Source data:

BEGIN

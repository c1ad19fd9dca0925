//! # Appointment Slot Generation
//!
//! Turns recurring doctor schedules into concrete appointment slots for a
//! range of days.
//!
//! - [`sources`]: collaborator traits the engine reads from and writes to
//! - [`holiday_set`]: days on which nothing is generated
//! - [`index`]: dedup keys of slots that already exist
//! - [`generator`]: the generation run itself

pub mod generator;
pub mod holiday_set;
pub mod index;
pub mod sources;

pub use generator::{GenerationReport, SlotGenerator, carve_slots};
pub use holiday_set::HolidaySet;
pub use index::{ExistingSlotIndex, SlotKey};
pub use sources::{AppointmentSink, AppointmentSource, HolidaySource, ScheduleSource, UnitOfWork};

END

» **The task**:
Your reply should consist of all the records, set down exactly.

» **Result of this exercise**:
repository c1ad19fd9dca0925
//! # Appointment Slot Generation
//!
//! Turns recurring doctor schedules into concrete appointment slots for a
//! range of days.
//!
//! - [`sources`]: collaborator traits the engine reads from and writes to
//! - [`holiday_set`]: days on which nothing is generated
//! - [`index`]: dedup keys of slots that already exist
//! - [`generator`]: the generation run itself

pub mod generator;
pub mod holiday_set;
pub mod index;
pub mod sources;

pub use generator::{GenerationReport, SlotGenerator, carve_slots};
pub use holiday_set::HolidaySet;
pub use index::{ExistingSlotIndex, SlotKey};
pub use sources::{AppointmentSink, AppointmentSource, HolidaySource, ScheduleSource, UnitOfWork};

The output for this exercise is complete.